## DESCRIPTION OF THE TASK
Everything in the data below should be restated word for word.

## TASK INPUT
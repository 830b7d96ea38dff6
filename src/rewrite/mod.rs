//! In-place rewriting of source files
//!
//! Both passes share one driver: discover files, then read, transform and
//! write each file in turn. Failures either stop the run or are recorded,
//! depending on [`FailurePolicy`].

use crate::config::{FailurePolicy, NormalizeConfig};
use crate::error::TidyError;
use crate::scan::{FileScanner, ScanStats};
use std::fs;
use std::path::{Path, PathBuf};

pub mod specifier;
pub mod unused_imports;

pub use specifier::{rewrite_specifiers, strip_version, SpecifierPattern};
pub use unused_imports::comment_unused_imports;

/// One replaced fragment of text.
#[derive(Debug, Clone, PartialEq, Eq)]
pub struct Edit {
    pub before: String,
    pub after: String,
}

/// Result of transforming one text buffer.
#[derive(Debug, Clone, PartialEq, Eq)]
pub struct Rewrite {
    pub content: String,
    pub edits: Vec<Edit>,
}

impl Rewrite {
    pub fn replacements(&self) -> usize {
        self.edits.len()
    }
}

/// What happened to a single selected file.
#[derive(Debug)]
pub enum FileOutcome {
    Rewritten { path: PathBuf, replacements: usize },
    Unchanged { path: PathBuf },
    Failed { path: PathBuf, error: TidyError },
}

impl FileOutcome {
    pub fn path(&self) -> &Path {
        match self {
            Self::Rewritten { path, .. } | Self::Unchanged { path } | Self::Failed { path, .. } => {
                path
            }
        }
    }
}

/// Per-run summary, in the order files were processed.
#[derive(Debug, Default)]
pub struct RunReport {
    pub outcomes: Vec<FileOutcome>,
    pub scan: ScanStats,
}

impl RunReport {
    pub fn files_rewritten(&self) -> usize {
        self.outcomes.iter().filter(|o| matches!(o, FileOutcome::Rewritten { .. })).count()
    }

    pub fn total_replacements(&self) -> usize {
        self.outcomes
            .iter()
            .map(|o| match o {
                FileOutcome::Rewritten { replacements, .. } => *replacements,
                _ => 0,
            })
            .sum()
    }

    pub fn failures(&self) -> impl Iterator<Item = (&Path, &TidyError)> {
        self.outcomes.iter().filter_map(|o| match o {
            FileOutcome::Failed { path, error } => Some((path.as_path(), error)),
            _ => None,
        })
    }

    /// True when any file failed or part of the tree could not be walked.
    pub fn has_failures(&self) -> bool {
        self.failures().next().is_some() || self.scan.walk_errors > 0
    }
}

/// Strip version suffixes from quoted specifiers in every selected file under the root.
pub fn normalize(config: &NormalizeConfig) -> Result<RunReport, TidyError> {
    let pattern = SpecifierPattern::new(&config.pattern)?;
    tracing::debug!("Using specifier pattern {} ({})", pattern.as_str(), pattern.engine());
    process_tree(config, "Fixed imports in", |content| rewrite_specifiers(content, &pattern))
}

/// Comment out unused single-line imports in every selected file under the root.
pub fn comment_unused(config: &NormalizeConfig) -> Result<RunReport, TidyError> {
    process_tree(config, "Commented unused imports in", |content| {
        Ok(comment_unused_imports(content))
    })
}

fn process_tree<F>(
    config: &NormalizeConfig,
    label: &str,
    mut transform: F,
) -> Result<RunReport, TidyError>
where
    F: FnMut(&str) -> Result<Rewrite, TidyError>,
{
    let keep_going = config.on_error == FailurePolicy::Continue;

    let mut scanner =
        FileScanner::with_walk_options(config.root.clone(), config.extensions.clone(), &config.walk)
            .skip_walk_errors(keep_going);
    let files = scanner.scan()?;

    let mut report =
        RunReport { outcomes: Vec::with_capacity(files.len()), scan: scanner.stats().clone() };

    for path in files {
        tracing::debug!("Processing {}", path.display());
        match process_file(&path, &mut transform) {
            Ok(Some(rewrite)) => {
                tracing::info!("{}: {} ({} edits)", label, path.display(), rewrite.replacements());
                for edit in &rewrite.edits {
                    tracing::debug!("  {} -> {}", edit.before.trim(), edit.after.trim());
                }
                report
                    .outcomes
                    .push(FileOutcome::Rewritten { path, replacements: rewrite.replacements() });
            }
            Ok(None) => report.outcomes.push(FileOutcome::Unchanged { path }),
            Err(error) if keep_going => {
                tracing::warn!("{}", error);
                report.outcomes.push(FileOutcome::Failed { path, error });
            }
            Err(error) => return Err(error),
        }
    }

    Ok(report)
}

/// Read, transform and write back one file. `None` means the content did not change
/// and nothing was written.
fn process_file<F>(path: &Path, transform: &mut F) -> Result<Option<Rewrite>, TidyError>
where
    F: FnMut(&str) -> Result<Rewrite, TidyError>,
{
    let bytes =
        fs::read(path).map_err(|source| TidyError::Read { path: path.to_path_buf(), source })?;
    let content =
        String::from_utf8(bytes).map_err(|_| TidyError::Decode { path: path.to_path_buf() })?;

    let rewrite = transform(&content)?;
    if rewrite.content == content {
        return Ok(None);
    }

    fs::write(path, &rewrite.content)
        .map_err(|source| TidyError::Write { path: path.to_path_buf(), source })?;
    Ok(Some(rewrite))
}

## SOLUTION TO THIS PROBLEM
repository 830b7d96ea38dff6
filename src/rewrite/mod.rs
//! In-place rewriting of source files
//!
//! Both passes share one driver: discover files, then read, transform and
//! write each file in turn. Failures either stop the run or are recorded,
//! depending on [`FailurePolicy`].

use crate::config::{FailurePolicy, NormalizeConfig};
use crate::error::TidyError;
use crate::scan::{FileScanner, ScanStats};
use std::fs;
use std::path::{Path, PathBuf};

pub mod specifier;
pub mod unused_imports;

pub use specifier::{rewrite_specifiers, strip_version, SpecifierPattern};
pub use unused_imports::comment_unused_imports;

/// One replaced fragment of text.
#[derive(Debug, Clone, PartialEq, Eq)]
pub struct Edit {
    pub before: String,
    pub after: String,
}

/// Result of transforming one text buffer.
#[derive(Debug, Clone, PartialEq, Eq)]
pub struct Rewrite {
    pub content: String,
    pub edits: Vec<Edit>,
}

impl Rewrite {
    pub fn replacements(&self) -> usize {
        self.edits.len()
    }
}

/// What happened to a single selected file.
#[derive(Debug)]
pub enum FileOutcome {
    Rewritten { path: PathBuf, replacements: usize },
    Unchanged { path: PathBuf },
    Failed { path: PathBuf, error: TidyError },
}

impl FileOutcome {
    pub fn path(&self) -> &Path {
        match self {
            Self::Rewritten { path, .. } | Self::Unchanged { path } | Self::Failed { path, .. } => {
                path
            }
        }
    }
}

/// Per-run summary, in the order files were processed.
#[derive(Debug, Default)]
pub struct RunReport {
    pub outcomes: Vec<FileOutcome>,
    pub scan: ScanStats,
}

impl RunReport {
    pub fn files_rewritten(&self) -> usize {
        self.outcomes.iter().filter(|o| matches!(o, FileOutcome::Rewritten { .. })).count()
    }

    pub fn total_replacements(&self) -> usize {
        self.outcomes
            .iter()
            .map(|o| match o {
                FileOutcome::Rewritten { replacements, .. } => *replacements,
                _ => 0,
            })
            .sum()
    }

    pub fn failures(&self) -> impl Iterator<Item = (&Path, &TidyError)> {
        self.outcomes.iter().filter_map(|o| match o {
            FileOutcome::Failed { path, error } => Some((path.as_path(), error)),
            _ => None,
        })
    }

    /// True when any file failed or part of the tree could not be walked.
    pub fn has_failures(&self) -> bool {
        self.failures().next().is_some() || self.scan.walk_errors > 0
    }
}

/// Strip version suffixes from quoted specifiers in every selected file under the root.
pub fn normalize(config: &NormalizeConfig) -> Result<RunReport, TidyError> {
    let pattern = SpecifierPattern::new(&config.pattern)?;
    tracing::debug!("Using specifier pattern {} ({})", pattern.as_str(), pattern.engine());
    process_tree(config, "Fixed imports in", |content| rewrite_specifiers(content, &pattern))
}

/// Comment out unused single-line imports in every selected file under the root.
pub fn comment_unused(config: &NormalizeConfig) -> Result<RunReport, TidyError> {
    process_tree(config, "Commented unused imports in", |content| {
        Ok(comment_unused_imports(content))
    })
}

fn process_tree<F>(
    config: &NormalizeConfig,
    label: &str,
    mut transform: F,
) -> Result<RunReport, TidyError>
where
    F: FnMut(&str) -> Result<Rewrite, TidyError>,
{
    let keep_going = config.on_error == FailurePolicy::Continue;

    let mut scanner =
        FileScanner::with_walk_options(config.root.clone(), config.extensions.clone(), &config.walk)
            .skip_walk_errors(keep_going);
    let files = scanner.scan()?;

    let mut report =
        RunReport { outcomes: Vec::with_capacity(files.len()), scan: scanner.stats().clone() };

    for path in files {
        tracing::debug!("Processing {}", path.display());
        match process_file(&path, &mut transform) {
            Ok(Some(rewrite)) => {
                tracing::info!("{}: {} ({} edits)", label, path.display(), rewrite.replacements());
                for edit in &rewrite.edits {
                    tracing::debug!("  {} -> {}", edit.before.trim(), edit.after.trim());
                }
                report
                    .outcomes
                    .push(FileOutcome::Rewritten { path, replacements: rewrite.replacements() });
            }
            Ok(None) => report.outcomes.push(FileOutcome::Unchanged { path }),
            Err(error) if keep_going => {
                tracing::warn!("{}", error);
                report.outcomes.push(FileOutcome::Failed { path, error });
            }
            Err(error) => return Err(error),
        }
    }

    Ok(report)
}

/// Read, transform and write back one file. `None` means the content did not change
/// and nothing was written.
fn process_file<F>(path: &Path, transform: &mut F) -> Result<Option<Rewrite>, TidyError>
where
    F: FnMut(&str) -> Result<Rewrite, TidyError>,
{
    let bytes =
        fs::read(path).map_err(|source| TidyError::Read { path: path.to_path_buf(), source })?;
    let content =
        String::from_utf8(bytes).map_err(|_| TidyError::Decode { path: path.to_path_buf() })?;

    let rewrite = transform(&content)?;
    if rewrite.content == content {
        return Ok(None);
    }

    fs::write(path, &rewrite.content)
        .map_err(|source| TidyError::Write { path: path.to_path_buf(), source })?;
    Ok(Some(rewrite))
}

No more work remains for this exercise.